> _Records to use_:
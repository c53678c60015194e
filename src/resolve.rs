use std::path::{Component, Path, PathBuf};

use crate::catalog::StorageId;
use crate::{AppError, AppResult};

pub const ERR_PATH_ESCAPE: &str = "RESOLVE/PATH_ESCAPE";

/// Map a catalog row to its destination filesystem path.
///
/// Shared foreign rows land at `data_root/relative`; per-user rows at
/// `data_root/<user>/relative`. This is the single piece of path-mapping
/// logic; both the structure and transfer phases go through it so the two
/// can never disagree on where an entry lives.
///
/// Relative paths with rooted or parent components are rejected so a
/// hostile catalog row cannot write outside the destination root.
pub fn resolve(data_root: &Path, storage: &StorageId, relative: &str) -> AppResult<PathBuf> {
    let relative_path = Path::new(relative);
    if relative_path.components().any(|component| {
        matches!(
            component,
            Component::ParentDir | Component::RootDir | Component::Prefix(_)
        )
    }) {
        return Err(
            AppError::new(ERR_PATH_ESCAPE, "Relative path escapes the destination root.")
                .with_context("relative_path", relative.to_string()),
        );
    }

    let mut full = data_root.to_path_buf();
    if let Some(user) = storage.user() {
        full.push(user);
    }
    full.push(relative_path);
    Ok(full)
}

> _Exercise aim_: Reproduce exactly the line that holds "path escapes the", then every line after it, ending with the final line of the records above.

> _Output of the exercise_:
            AppError::new(ERR_PATH_ESCAPE, "Relative path escapes the destination root.")
                .with_context("relative_path", relative.to_string()),
        );
    }

    let mut full = data_root.to_path_buf();
    if let Some(user) = storage.user() {
        full.push(user);
    }
    full.push(relative_path);
    Ok(full)
}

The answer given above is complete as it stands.